Я очень ценил мнение этой необыкновенной женщины, ее поцелуй воспринял как лучшую оценку моей позиции. Наш разговор затянулся на всю ночь, естественно, что мы анализировали политическую обстановку. Я рассказал о делах в Ленинграде, о том, что готовятся списки людей, подлежащих аресту, высказал предположение, что скоро и в Москве начнется то же самое. Мы пришли к единому мнению, что нет реальной силы, которая могла бы обуздать сталинскую свору, время уже упущено. Под конец нашего большого разговора Ольга затронула еще одну тему, которая в те годы редко обсуждалась. Она сообщила, что по Москве широко распространился такой анекдот: «Моисей вывел евреев из египетского плена, а Сталин — из ЦК». Ольга считала, что появление этого анекдота отражает скрытые настроения как сталинской своры, так и значительной части новых членов партии с типичной мелкобуржуазной психологией. Она также подчеркнула, что Сталин с его комплексом неполноценности, крайне болезненным самолюбием и мстительностью никогда не забудет, что на его пути к широкой популярности и власти в основном оказывались евреи. Так было при организации Октябрьского переворота, во время Гражданской войны и в борьбе за власть после смерти Ленина.

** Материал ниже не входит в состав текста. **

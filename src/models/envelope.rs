//! Uniform result envelope returned by every tool invocation.

use crate::error::DbError;
use serde::{Deserialize, Serialize};
use serde_json::Value as JsonValue;

/// `{success, data}` on success, `{success, error, error_kind, suggestion}` on failure.
#[derive(Debug, Clone, PartialEq, Serialize, Deserialize)]
pub struct OperationResult {
    pub success: bool,
    #[serde(skip_serializing_if = "Option::is_none")]
    pub data: Option<JsonValue>,
    #[serde(skip_serializing_if = "Option::is_none")]
    pub error: Option<String>,
    /// Error taxonomy tag: connection, validation, query, not_found, timeout, internal
    #[serde(skip_serializing_if = "Option::is_none")]
    pub error_kind: Option<String>,
    #[serde(skip_serializing_if = "Option::is_none")]
    pub suggestion: Option<String>,
}

impl OperationResult {
    pub fn ok(data: JsonValue) -> Self {
        Self {
            success: true,
            data: Some(data),
            error: None,
            error_kind: None,
            suggestion: None,
        }
    }

    pub fn failure(err: &DbError) -> Self {
        Self {
            success: false,
            data: None,
            error: Some(err.to_string()),
            error_kind: Some(err.kind().to_string()),
            suggestion: err.suggestion().map(str::to_string),
        }
    }

    pub fn to_value(&self) -> JsonValue {
        serde_json::to_value(self).unwrap_or_else(|e| {
            serde_json::json!({ "success": false, "error": format!("Failed to serialize result: {e}") })
        })
    }
}

impl From<Result<JsonValue, DbError>> for OperationResult {
    fn from(result: Result<JsonValue, DbError>) -> Self {
        match result {
            Ok(data) => Self::ok(data),
            Err(e) => Self::failure(&e),
        }
    }
}

#[cfg(test)]
mod tests {
    use super::*;
    use serde_json::json;

    #[test]
    fn test_success_shape() {
        let value = OperationResult::ok(json!({"affected_rows": 1})).to_value();
        assert_eq!(value, json!({"success": true, "data": {"affected_rows": 1}}));
    }

    #[test]
    fn test_failure_shape() {
        let value = OperationResult::failure(&DbError::validation("table is required")).to_value();
        assert_eq!(value["success"], false);
        assert_eq!(value["error_kind"], "validation");
        assert!(value["error"].as_str().unwrap().contains("table is required"));
        assert!(value.get("data").is_none());
    }
}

К тому же эти евреи во всех отношениях (интеллектуальном, образовательном, культурном и т. д.) стояли неизмеримо выше Сталина.

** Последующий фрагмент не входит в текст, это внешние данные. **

//! Scripted [`SqlExecutor`] for tests.
//!
//! Replies are chosen by case-insensitive substring match on the statement
//! text, optionally restricted to one target. Every call is recorded so tests
//! can assert on the generated SQL and bound values, or that no round-trip
//! happened at all.

use crate::db::provider::{SqlExecutor, SqlStatement};
use crate::error::{DbError, DbResult};
use crate::models::{DatabaseTarget, ResultSet, Row};
use async_trait::async_trait;
use serde_json::Value as JsonValue;
use std::sync::{Mutex, MutexGuard};

/// What a matched rule answers with.
#[derive(Debug, Clone)]
pub enum MockReply {
    Sets(Vec<ResultSet>),
    Affected(u64),
    /// Surfaces as a `DbError::Query` with this message
    Error(String),
}

#[derive(Debug, Clone, Copy, PartialEq, Eq)]
pub enum CallKind {
    Query,
    Execute,
}

#[derive(Debug, Clone)]
pub struct RecordedCall {
    pub kind: CallKind,
    pub target: DatabaseTarget,
    pub statement: SqlStatement,
}

#[derive(Debug, Clone)]
struct Rule {
    pattern: String,
    target: Option<DatabaseTarget>,
    reply: MockReply,
}

#[derive(Debug, Default)]
pub struct MockExecutor {
    rules: Mutex<Vec<Rule>>,
    calls: Mutex<Vec<RecordedCall>>,
}

fn lock<T>(m: &Mutex<T>) -> MutexGuard<'_, T> {
    m.lock().unwrap_or_else(|poisoned| poisoned.into_inner())
}

/// Turn JSON objects into rows; anything else is skipped.
pub fn rows_from_json(rows: Vec<JsonValue>) -> Vec<Row> {
    rows.into_iter()
        .filter_map(|v| match v {
            JsonValue::Object(map) => Some(map),
            _ => None,
        })
        .collect()
}

impl MockExecutor {
    pub fn new() -> Self {
        Self::default()
    }

    /// Answer statements containing `pattern` on any target.
    ///
    /// A later rule with the same pattern and target replaces the earlier one.
    pub fn on(&self, pattern: &str, reply: MockReply) -> &Self {
        self.add_rule(pattern, None, reply)
    }

    /// Answer statements containing `pattern` on one target only.
    pub fn on_target(&self, target: DatabaseTarget, pattern: &str, reply: MockReply) -> &Self {
        self.add_rule(pattern, Some(target), reply)
    }

    /// Shorthand for a single result set built from JSON objects.
    pub fn rows(&self, pattern: &str, rows: Vec<JsonValue>) -> &Self {
        self.on(pattern, MockReply::Sets(vec![ResultSet::from_rows(rows_from_json(rows))]))
    }

    pub fn rows_for(&self, target: DatabaseTarget, pattern: &str, rows: Vec<JsonValue>) -> &Self {
        self.on_target(
            target,
            pattern,
            MockReply::Sets(vec![ResultSet::from_rows(rows_from_json(rows))]),
        )
    }

    pub fn affected(&self, pattern: &str, count: u64) -> &Self {
        self.on(pattern, MockReply::Affected(count))
    }

    pub fn fail(&self, pattern: &str, message: &str) -> &Self {
        self.on(pattern, MockReply::Error(message.to_string()))
    }

    fn add_rule(&self, pattern: &str, target: Option<DatabaseTarget>, reply: MockReply) -> &Self {
        let pattern = pattern.to_lowercase();
        let mut rules = lock(&self.rules);
        match rules
            .iter_mut()
            .find(|r| r.pattern == pattern && r.target == target)
        {
            Some(rule) => rule.reply = reply,
            None => rules.push(Rule {
                pattern,
                target,
                reply,
            }),
        }
        self
    }

    /// Every call received so far, in order.
    pub fn calls(&self) -> Vec<RecordedCall> {
        lock(&self.calls).clone()
    }

    /// SQL text of every call received so far.
    pub fn statements(&self) -> Vec<String> {
        lock(&self.calls)
            .iter()
            .map(|c| c.statement.sql.clone())
            .collect()
    }

    pub fn call_count(&self) -> usize {
        lock(&self.calls).len()
    }

    /// Most recent call whose SQL contains `pattern` (case-insensitive).
    pub fn last_call_matching(&self, pattern: &str) -> Option<RecordedCall> {
        let pattern = pattern.to_lowercase();
        lock(&self.calls)
            .iter()
            .rev()
            .find(|c| c.statement.sql.to_lowercase().contains(&pattern))
            .cloned()
    }

    /// Target-specific rules win over generic ones, then the longest pattern wins.
    fn reply_for(&self, target: DatabaseTarget, sql: &str) -> Option<MockReply> {
        let sql = sql.to_lowercase();
        lock(&self.rules)
            .iter()
            .filter(|r| r.target.is_none_or(|t| t == target) && sql.contains(&r.pattern))
            .max_by_key(|r| (r.target.is_some(), r.pattern.len()))
            .map(|r| r.reply.clone())
    }

    fn record(&self, kind: CallKind, target: DatabaseTarget, stmt: &SqlStatement) {
        lock(&self.calls).push(RecordedCall {
            kind,
            target,
            statement: stmt.clone(),
        });
    }
}

fn mock_error(message: String) -> DbError {
    DbError::query(message, None, "Scripted failure")
}

#[async_trait]
impl SqlExecutor for MockExecutor {
    async fn query(&self, target: DatabaseTarget, stmt: &SqlStatement) -> DbResult<Vec<ResultSet>> {
        self.record(CallKind::Query, target, stmt);
        match self.reply_for(target, &stmt.sql) {
            Some(MockReply::Sets(sets)) => Ok(sets),
            Some(MockReply::Error(message)) => Err(mock_error(message)),
            Some(MockReply::Affected(_)) | None => Ok(Vec::new()),
        }
    }

    async fn execute(&self, target: DatabaseTarget, stmt: &SqlStatement) -> DbResult<u64> {
        self.record(CallKind::Execute, target, stmt);
        match self.reply_for(target, &stmt.sql) {
            Some(MockReply::Affected(n)) => Ok(n),
            Some(MockReply::Error(message)) => Err(mock_error(message)),
            Some(MockReply::Sets(_)) | None => Ok(0),
        }
    }
}

#[cfg(test)]
mod tests {
    use super::*;
    use serde_json::json;

    #[tokio::test]
    async fn test_most_specific_rule_wins() {
        let mock = MockExecutor::new();
        mock.rows("FROM", vec![json!({"a": 1})])
            .rows("FROM INFORMATION_SCHEMA.TABLES", vec![json!({"a": 2})])
            .rows_for(DatabaseTarget::DataMgmt, "from", vec![json!({"a": 3})]);

        let stmt = SqlStatement::new("SELECT * FROM INFORMATION_SCHEMA.TABLES");
        let master = mock.query_first(DatabaseTarget::Master, &stmt).await.unwrap();
        assert_eq!(master.rows[0]["a"], 2);
        let data = mock.query_first(DatabaseTarget::DataMgmt, &stmt).await.unwrap();
        assert_eq!(data.rows[0]["a"], 3);
        assert_eq!(mock.call_count(), 2);
    }

    #[tokio::test]
    async fn test_rule_replacement_and_errors() {
        let mock = MockExecutor::new();
        mock.affected("UPDATE", 1);
        mock.affected("update", 4);
        let stmt = SqlStatement::new("UPDATE t SET a = 1");
        assert_eq!(mock.execute(DatabaseTarget::Master, &stmt).await.unwrap(), 4);

        mock.fail("UPDATE", "Violation of PRIMARY KEY constraint");
        let err = mock.execute(DatabaseTarget::Master, &stmt).await.unwrap_err();
        assert_eq!(err.kind(), "query");
    }

    #[tokio::test]
    async fn test_unmatched_statement_is_empty() {
        let mock = MockExecutor::new();
        let stmt = SqlStatement::new("SELECT 1");
        assert!(mock.query(DatabaseTarget::Master, &stmt).await.unwrap().is_empty());
        assert_eq!(mock.execute(DatabaseTarget::Master, &stmt).await.unwrap(), 0);
        assert_eq!(mock.last_call_matching("select").unwrap().kind, CallKind::Execute);
    }
}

Я всегда любил беседовать с Ольгой на различные темы, особенно философские, политические, литературно-поэтические, но наступило утро и надо было уходить. Вышли вместе с Володей Яциком, он отправился по своим делам, а я решил побродить по городу. Недалеко от Дома Союзов встретил Женю

 

- 491 -

Коган, бывшую жену Куйбышева. Когда она узнала, что я исключен из партии, предложила мне заявить протест в ЦК. Она сказала, что вместе со мной пойдет в ЦК и будет настаивать на отмене решения Кунгурской организации. Я поблагодарил ее, но категорически отказался обращаться в ЦК. Я проводил Женю до 2-го Дома Советов, по дороге она сказала, что скоро кончится «вся эта вакханалия», к руководству партией придут Бухарин, Рыков, Томский. Я обратил внимание Жени на то, что поведение этой троицы на XV съезде партии не внушает доверия, а к тому же они вместе с Зиновьевым и Каменевым и привели Сталина к власти. Да и вряд ли уже что-либо исправишь. Женя, взяв меня за руки, заявила: «И.все же, такие, как ты, Гриша, должны вернуться в партию». Я внимательно посмотрел в глаза старой подпольщицы, которая еще продолжала верить в лучшее будущее. Лицо было очень грустным. Я обнял эту чудную женщину, и мы расстались. В 1937 году ее расстреляли как врага народа.